Gil Luria, responsable de la recherche technologique chez la société de courtage DA Davidson, s’est dit préoccupé par ce développement.
« Ce n’est pas très sain », a déclaré Luria à Fortune. « Vous obtenez un comportement qui crée des incitations. Donc, si vous leur dites qu’ils réussiront s’ils utilisent plus de ressources, bien sûr, ils utiliseront plus de ressources. »
Luria a clairement indiqué qu’il ne fait aucun doute que les outils d’IA sont extrêmement puissants et ont la possibilité d’améliorer la productivité de chacun. Cependant, l’« obstacle », pour ainsi dire, réside dans son utilisation généralisée.
« Les humains sont rigides dans leur façon de faire les choses », explique Luria. « Donc, à moins que vous n’incitiez les humains à changer de comportement et à essayer quelque chose de nouveau, la plupart des gens ne le feront pas. »
La question est de savoir comment encourager le changement sans créer de jeux, et ce problème est formulé dans la loi de Goodhart, qui stipule que « Une fois qu’une mesure devient un objectif, elle n’est plus une bonne mesure. » Amazon a apparemment dit aux employés que le « token maxing » ne serait pas un facteur dans leurs évaluations de performances, mais plusieurs employés ont déclaré au FT qu’ils craignaient que les managers le voient de toute façon. L’un d’entre eux a déclaré qu’il y avait « une pression énorme » pour utiliser l’outil et que c’était le plus important.
Cette tendance ne semble pas se limiter à Amazon. Chez Meta, les employés ont créé un classement interne appelé « Claudeonomics », classant les quelque 85 000 employés de l’entreprise en fonction de leur consommation de jetons. L’utilisation totale sur le tableau de bord sur 30 jours a dépassé 60 000 milliards de jetons, mais ni le PDG Mark Zuckerberg ni le CTO Andrew Bosworth ne se sont classés dans le top 250.
Bien que le tableau de bord ait été supprimé après un rapport de The Information, le directeur technique de Meta, Andrew Boswort, a publiquement soutenu sa logique sous-jacente. Il a déclaré que les meilleurs ingénieurs dépensaient l’équivalent de leur salaire en jetons, mais que le résultat était « une productivité multipliée par 5 à 10 ».
« C’est comme de l’argent rapide », a déclaré Bosworth à Forbes. « Continuez. Il n’y a pas de limites. »
Les enjeux pour les hyperscalers sont énormes. L’investissement total d’Amazon, Microsoft, Alphabet et Meta en 2026 a déjà atteint 700 milliards de dollars, et certaines prévisions de Wall Street prévoient qu’il dépassera 1 000 milliards de dollars en 2027, soit une augmentation significative par rapport à un peu moins de 400 milliards de dollars en 2025. Alors que les deux sociétés disent aux investisseurs que leurs puces d’inférence seront consommées dès leur déploiement, elles se livrent également à ce que Luria appelle « l’activité circulaire », dans laquelle les mêmes sociétés investissent dans les fournisseurs et les clients. Il a ajouté que cette dynamique « fait partie de la tendance qui entoure toutes les grandes entreprises technologiques, en particulier Amazon, Google, Microsoft, Meta et Nvidia ».

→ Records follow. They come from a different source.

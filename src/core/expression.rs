//! Parsing of `name=value` constant placeholder expressions.
//!
//! The literal decides the type:
//! - `true` / `false` (any case) is a bool
//! - a literal with `.`, `e` or `E` that parses as a float is a float
//! - a literal that parses as a 32-bit integer is an int
//!
//! Anything else is rejected.

use crate::core::error::ExpressionError;
use crate::core::types::{ConstantPlaceholder, ScalarValue};

/// Parse a single `name=value` expression.
pub fn parse_expression(expression: &str) -> Result<ConstantPlaceholder, ExpressionError> {
    let syntax = |reason: &str| ExpressionError::Syntax {
        expression: expression.to_string(),
        reason: reason.to_string(),
    };

    let (name, literal) = expression
        .split_once('=')
        .ok_or_else(|| syntax("expected name=value"))?;

    let name = name.trim();
    let literal = literal.trim();
    if name.is_empty() {
        return Err(syntax("placeholder name is empty"));
    }
    if literal.is_empty() {
        return Err(syntax("value is empty"));
    }

    let value = parse_literal(literal).ok_or_else(|| syntax("value is not an int, float or bool"))?;
    Ok(ConstantPlaceholder::new(name, value))
}

/// Parse a list of expressions, failing on the first malformed one.
pub fn parse_expressions<I, S>(expressions: I) -> Result<Vec<ConstantPlaceholder>, ExpressionError>
where
    I: IntoIterator<Item = S>,
    S: AsRef<str>,
{
    expressions
        .into_iter()
        .map(|e| parse_expression(e.as_ref()))
        .collect()
}

fn parse_literal(literal: &str) -> Option<ScalarValue> {
    if literal.eq_ignore_ascii_case("true") {
        return Some(ScalarValue::Bool(true));
    }
    if literal.eq_ignore_ascii_case("false") {
        return Some(ScalarValue::Bool(false));
    }

    let looks_float = literal.contains(['.', 'e', 'E']);
    if looks_float {
        return literal.parse::<f32>().ok().map(ScalarValue::Float);
    }

    literal.parse::<i32>().ok().map(ScalarValue::Int)
}

#[cfg(test)]
mod tests {
    use super::*;

    #[test]
    fn test_parse_bool() {
        let c = parse_expression("is_training=FALSE").unwrap();
        assert_eq!(c.name, "is_training");
        assert_eq!(c.value, ScalarValue::Bool(false));
        assert_eq!(parse_expression("flag=True").unwrap().value, ScalarValue::Bool(true));
    }

    #[test]
    fn test_parse_numbers() {
        assert_eq!(parse_expression("dropout=0.0").unwrap().value, ScalarValue::Float(0.0));
        assert_eq!(parse_expression("lr=1e-3").unwrap().value, ScalarValue::Float(1e-3));
        assert_eq!(parse_expression("k = -7").unwrap().value, ScalarValue::Int(-7));
    }

    #[test]
    fn test_parse_rejects_malformed() {
        for bad in ["dropout", "=1", "x=", "x=abc", "x=1.2.3", "x=99999999999"] {
            let err = parse_expression(bad).unwrap_err();
            assert!(matches!(err, ExpressionError::Syntax { .. }), "{}", bad);
        }
    }

    #[test]
    fn test_parse_list_stops_on_first_error() {
        let parsed = parse_expressions(["a=1", "b=true"]).unwrap();
        assert_eq!(parsed.len(), 2);
        assert!(parse_expressions(["a=1", "b"]).is_err());
    }
}
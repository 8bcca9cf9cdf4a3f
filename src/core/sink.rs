//! Region-addressed raster outputs.
//!
//! A sink is initialised once the band count of the output is known (after
//! the first tile), receives every tile exactly once, and is finalised when
//! streaming completes. A sink that is never finalised must not be treated as
//! a complete raster.

use crate::core::error::RasterError;
use crate::core::raster::{RasterInfo, RegionBuffer};

/// Trait for region-addressed raster destinations.
pub trait RasterSink: Send {
    /// Initialize the destination with the output metadata.
    fn initialize(&mut self, info: &RasterInfo) -> Result<(), RasterError>;

    /// Write a finished tile.
    fn write_tile(&mut self, tile: &RegionBuffer) -> Result<(), RasterError>;

    /// Finalize the destination (flush buffers, close files, etc.).
    fn finalize(&mut self) -> Result<(), RasterError>;
}

/// Check that `tile` fits an output described by `info`.
pub(crate) fn check_tile(info: &RasterInfo, tile: &RegionBuffer) -> Result<(), RasterError> {
    if tile.bands() != info.bands {
        return Err(RasterError::Invalid(format!(
            "tile {} has {} bands, output has {}",
            tile.region(),
            tile.bands(),
            info.bands
        )));
    }
    if !tile.region().is_within_bounds(info.width, info.height) {
        return Err(RasterError::OutOfBounds {
            region: tile.region(),
            extent: info.size(),
        });
    }
    Ok(())
}

/// In-memory sink that assembles tiles into one buffer.
#[derive(Debug, Default)]
pub struct MemorySink {
    info: Option<RasterInfo>,
    output: Option<RegionBuffer>,
    tiles_written: usize,
    finalized: bool,
}

impl MemorySink {
    /// Create a new memory sink.
    pub fn new() -> Self {
        Self::default()
    }

    /// Output metadata, once initialised.
    pub fn info(&self) -> Option<&RasterInfo> {
        self.info.as_ref()
    }

    /// Assembled output, once initialised.
    pub fn buffer(&self) -> Option<&RegionBuffer> {
        self.output.as_ref()
    }

    /// Take the assembled output.
    pub fn into_buffer(self) -> Option<RegionBuffer> {
        self.output
    }

    /// Number of tiles received so far.
    pub fn tiles_written(&self) -> usize {
        self.tiles_written
    }

    /// Whether `finalize` has been called.
    pub fn is_finalized(&self) -> bool {
        self.finalized
    }
}

impl RasterSink for MemorySink {
    fn initialize(&mut self, info: &RasterInfo) -> Result<(), RasterError> {
        self.output = Some(RegionBuffer::new(info.extent(), info.bands));
        self.info = Some(*info);
        Ok(())
    }

    fn write_tile(&mut self, tile: &RegionBuffer) -> Result<(), RasterError> {
        let (info, output) = match (&self.info, self.output.as_mut()) {
            (Some(info), Some(output)) => (info, output),
            _ => return Err(RasterError::Invalid("sink not initialized".to_string())),
        };
        check_tile(info, tile)?;

        let region = tile.region();
        let row_len = region.width as usize * info.bands;
        let stride = info.width as usize * info.bands;
        let data = output.data_mut();
        for row in 0..region.height {
            let dst = (region.y + row) as usize * stride + region.x as usize * info.bands;
            data[dst..dst + row_len].copy_from_slice(tile.row(row));
        }

        self.tiles_written += 1;
        Ok(())
    }

    fn finalize(&mut self) -> Result<(), RasterError> {
        self.finalized = true;
        Ok(())
    }
}

#[cfg(test)]
mod tests {
    use super::*;
    use crate::core::region::ImageRegion;

    #[test]
    fn test_memory_sink_assembles_tiles() {
        let mut sink = MemorySink::new();
        sink.initialize(&RasterInfo::new(4, 2, 1)).unwrap();

        let left = RegionBuffer::from_vec(ImageRegion::new(0, 0, 2, 2), 1, vec![1.0, 2.0, 5.0, 6.0]).unwrap();
        let right = RegionBuffer::from_vec(ImageRegion::new(2, 0, 2, 2), 1, vec![3.0, 4.0, 7.0, 8.0]).unwrap();
        sink.write_tile(&left).unwrap();
        sink.write_tile(&right).unwrap();
        sink.finalize().unwrap();

        assert!(sink.is_finalized());
        assert_eq!(sink.tiles_written(), 2);
        let out = sink.into_buffer().unwrap();
        assert_eq!(out.data(), &[1.0, 2.0, 3.0, 4.0, 5.0, 6.0, 7.0, 8.0]);
    }

    #[test]
    fn test_memory_sink_rejects_bad_tiles() {
        let mut sink = MemorySink::new();
        let tile = RegionBuffer::new(ImageRegion::new(0, 0, 2, 2), 1);
        assert!(sink.write_tile(&tile).is_err());

        sink.initialize(&RasterInfo::new(4, 4, 2)).unwrap();
        assert!(sink.write_tile(&tile).is_err());
        let outside = RegionBuffer::new(ImageRegion::new(3, 3, 2, 2), 2);
        assert!(matches!(sink.write_tile(&outside), Err(RasterError::OutOfBounds { .. })));
    }
}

La demande en IA n’a jamais été aussi forte. Il a noté que le taux d’exécution combiné d’OpenAI et d’Anthropic s’élève à plus de 70 milliards de dollars, contre presque zéro il y a deux ans. « Ces entreprises représentent en réalité une véritable activité économique », affirme-t-il. « Les consommateurs et les entreprises paient donc pour accéder à ce modèle. » Il pensait que les hyperscalers eux-mêmes ne constituaient pas une source de revenus disproportionnée, tout comme ils regorgent de programmeurs et que les programmeurs utilisent le logiciel. « Mais c’est vrai pour n’importe quelle entreprise. »
Amazon n’a pas immédiatement répondu à la demande de commentaires de Fortune.